Bijlage 1: NEP-schaal

Bijlage 2: Veldwerk belresultaten Bijlage 3: Resultaten hypothese 1 Bijlage 4: Resultaten hypothese 2 Bijlage 5: Resultaten hypothese 3 Bijlage 6: Resultaten hypothese 4 Bijlage 7: Vragenlijst

(13)

Hoofdstuk 1 Inleiding

1.1 Inleiding

De aanleiding van dit onderzoek is een nieuw theoretisch perspectief op beslissingsgedrag. Dit perspectief is gemaakt door Jager en Janssen (Jager en Janssen, 2004). Zij proberen de verschillende theorieën over hoe mensen beslissingen maken samen te voegen tot een integraal en dynamisch perspectief over consumentengedrag.

Over klanten en hun beslissingsstrategieën bestaan in de wetenschappelijke literatuur verschillende modellen (Nicosia, 1966; Howard en Sheth, 1969; Hansen, 1972; Bettmann, 1979). Veel van deze modellen beschrijven de factoren en processen die het besluitvormingsproces van de consument bepalen. Het ontbreekt de bestaande modellen echter aan een gedetailleerd en geïntegreerd perspectief over het gebruik van sociale beslissingsstrategieën door consumenten, zoals bijvoorbeeld imitatiegedrag of negative word of mouth.

1.2 Integraal perspectief

In de wetenschap bestaan, naast de genoemde beslissingsmodellen, veel verschillende theorieën over hoe mensen in verschillende omstandigheden beslissingen maken. Tot nu toe is echter weinig aandacht besteed aan het conceptueel verbinden van deze theorieën. Vanuit een mono-theoretisch perspectief is moeilijk te begrijpen waarom mensen tussen beslissingsstrategieën switchen of verschillende strategieën combineren. Om de dynamiek van de menselijke besluitvorming te kunnen begrijpen, is een multi-theoretisch perspectief op besluitvorming noodzakelijk. Hierbij is het belangrijk om rekening te houden met de omstandigheden (invloedsfactoren) waaronder de verschillende cognitieve beslissingsstrategieën plaatsvinden.

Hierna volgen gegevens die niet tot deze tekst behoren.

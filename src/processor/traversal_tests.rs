use std::cell::RefCell;
use std::rc::Rc;

use super::*;
use crate::classfile::test_fixtures::{AnnotationSpec, ClassBuilder, FieldSpec, MethodSpec};
use crate::classfile::parse_class;
use crate::context::RecordingReporter;
use crate::processor::AnnotationProcessor;

type Visits = Rc<RefCell<Vec<(ElementKind, usize, String)>>>;

/// Records every call; claims `@ToDo` everywhere.
struct Recorder {
    visits: Visits,
}

impl AnnotationProcessor for Recorder {
    fn kind(&self) -> MetaAnnotation {
        MetaAnnotation::ToDo
    }

    fn process(
        &self,
        _context: &mut CheckContext,
        target: &Target<'_>,
        annotation: &Annotation,
    ) -> Result<usize> {
        self.visits.borrow_mut().push((
            target.kind,
            target.index,
            annotation.string_value("value", ""),
        ));
        Ok(1)
    }
}

struct Aborting;

impl AnnotationProcessor for Aborting {
    fn kind(&self) -> MetaAnnotation {
        MetaAnnotation::Risky
    }

    fn process(
        &self,
        context: &mut CheckContext,
        target: &Target<'_>,
        _annotation: &Annotation,
    ) -> Result<usize> {
        Err(context.abort("stop here", Some(target)))
    }
}

fn todo(text: &str) -> AnnotationSpec {
    AnnotationSpec::meta("ToDo").value(text)
}

fn recording_registry() -> (ProcessorRegistry, Visits) {
    let visits = Visits::default();
    let mut registry = ProcessorRegistry::new();
    registry.register(Box::new(Recorder {
        visits: Rc::clone(&visits),
    }));
    (registry, visits)
}

fn context() -> CheckContext {
    CheckContext::new(Box::new(RecordingReporter::new()))
}

#[test]
fn visits_elements_in_fixed_order() {
    let class = parse_class(
        &ClassBuilder::new("com/example/Ordered")
            .annotated(todo("class"))
            .field(FieldSpec::new("a", "I").annotated(todo("field a")))
            .field(FieldSpec::new("b", "I").annotated(todo("field b")))
            .method(
                MethodSpec::new("<init>", "()V").annotated(todo("constructor")),
            )
            .method(
                MethodSpec::new("run", "(ILjava/lang/String;)V")
                    .annotated(todo("method"))
                    .parameters(vec![vec![todo("p0")], vec![todo("p1")]]),
            )
            .build(),
    )
    .unwrap();

    let (registry, visits) = recording_registry();
    let mut counts = AnnotationCounts::new();
    traverse_class(&registry, &mut context(), &class, 7, &mut counts).unwrap();

    let visits = visits.borrow();
    let observed: Vec<(ElementKind, usize, &str)> = visits
        .iter()
        .map(|(kind, index, text)| (*kind, *index, text.as_str()))
        .collect();
    assert_eq!(
        observed,
        vec![
            (ElementKind::Type, 7, "class"),
            (ElementKind::Field, 0, "field a"),
            (ElementKind::Field, 1, "field b"),
            (ElementKind::Constructor, 0, "constructor"),
            (ElementKind::Method, 1, "method"),
            (ElementKind::Parameter, 0, "p0"),
            (ElementKind::Parameter, 1, "p1"),
        ]
    );
    assert_eq!(counts.get(MetaAnnotation::ToDo), 7);
    assert_eq!(counts.total(), 7);
}

#[test]
fn parameter_index_wraps_around_argument_count() {
    let class = parse_class(
        &ClassBuilder::new("com/example/Params")
            .method(
                MethodSpec::new("pair", "(JJ)V")
                    .visible_parameters(vec![vec![todo("v0")], vec![todo("v1")]])
                    .parameters(vec![vec![todo("i0")], vec![todo("i1")]]),
            )
            .build(),
    )
    .unwrap();

    let (registry, visits) = recording_registry();
    traverse_class(&registry, &mut context(), &class, 0, &mut AnnotationCounts::new()).unwrap();

    let indexes: Vec<(usize, String)> = visits
        .borrow()
        .iter()
        .map(|(_, index, text)| (*index, text.clone()))
        .collect();
    assert_eq!(
        indexes,
        vec![
            (0, "v0".to_string()),
            (1, "v1".to_string()),
            (0, "i0".to_string()),
            (1, "i1".to_string()),
        ]
    );
}

#[test]
fn parameter_groups_without_arguments_do_not_panic() {
    let class = parse_class(
        &ClassBuilder::new("com/example/Odd")
            .method(MethodSpec::new("none", "()V").parameters(vec![vec![todo("stray")]]))
            .build(),
    )
    .unwrap();

    let (registry, visits) = recording_registry();
    traverse_class(&registry, &mut context(), &class, 0, &mut AnnotationCounts::new()).unwrap();
    assert_eq!(visits.borrow().len(), 1);
    assert_eq!(visits.borrow()[0].1, 0);
}

#[test]
fn abort_stops_traversal() {
    let class = parse_class(
        &ClassBuilder::new("com/example/Stop")
            .field(FieldSpec::new("first", "I").annotated(AnnotationSpec::meta("Risky")))
            .field(FieldSpec::new("second", "I").annotated(todo("never")))
            .build(),
    )
    .unwrap();

    let (mut registry, visits) = recording_registry();
    registry.register(Box::new(Aborting));
    let mut context = context();

    let err = traverse_class(&registry, &mut context, &class, 0, &mut AnnotationCounts::new())
        .unwrap_err();
    assert!(err.is_abort());
    assert!(err.to_string().contains("stop here"));
    assert!(visits.borrow().is_empty());
    assert_eq!(context.counters().errors, 0);
}

#[test]
fn abort_keeps_counts_handled_before_it() {
    let class = parse_class(
        &ClassBuilder::new("com/example/Stop")
            .annotated(todo("class"))
            .field(FieldSpec::new("first", "I").annotated(todo("field")))
            .field(FieldSpec::new("second", "I").annotated(AnnotationSpec::meta("Risky")))
            .field(FieldSpec::new("third", "I").annotated(todo("never")))
            .build(),
    )
    .unwrap();

    let (mut registry, visits) = recording_registry();
    registry.register(Box::new(Aborting));
    let mut counts = AnnotationCounts::new();
    counts.add(MetaAnnotation::ToDo, 5);

    let err = traverse_class(&registry, &mut context(), &class, 0, &mut counts).unwrap_err();
    assert!(err.is_abort());
    assert_eq!(visits.borrow().len(), 2);
    assert_eq!(counts.get(MetaAnnotation::ToDo), 7);
    assert_eq!(counts.get(MetaAnnotation::Risky), 0);
}

#[test]
fn counts_accumulate_in_first_seen_order() {
    let mut first = AnnotationCounts::new();
    first.add(MetaAnnotation::ToDo, 2);
    first.add(MetaAnnotation::Risky, 3);
    first.add(MetaAnnotation::ToDo, 1);

    assert_eq!(first.get(MetaAnnotation::ToDo), 3);
    assert_eq!(first.get(MetaAnnotation::Risky), 3);
    assert_eq!(first.get(MetaAnnotation::Weight), 0);
    assert_eq!(first.total(), 6);
    assert_eq!(
        first.iter().collect::<Vec<_>>(),
        vec![(MetaAnnotation::ToDo, 3), (MetaAnnotation::Risky, 3)]
    );
}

Voorheen is er dus relatief weinig aandacht gegeven aan het gecombineerd gebruik van beslissingsstrategieën. Dit heeft twee redenen. Ten eerste zullen verschillende cognitieve strategieën in één conceptueel model moeten worden geïntegreerd, net als de voorwaarden waaronder ze gebruikt worden. Ten tweede is het noodzakelijk om een dynamisch perspectief te gebruiken in het conceptueel model, omdat een beslissingsproces zich in de loop van de tijd kan ontwikkelen.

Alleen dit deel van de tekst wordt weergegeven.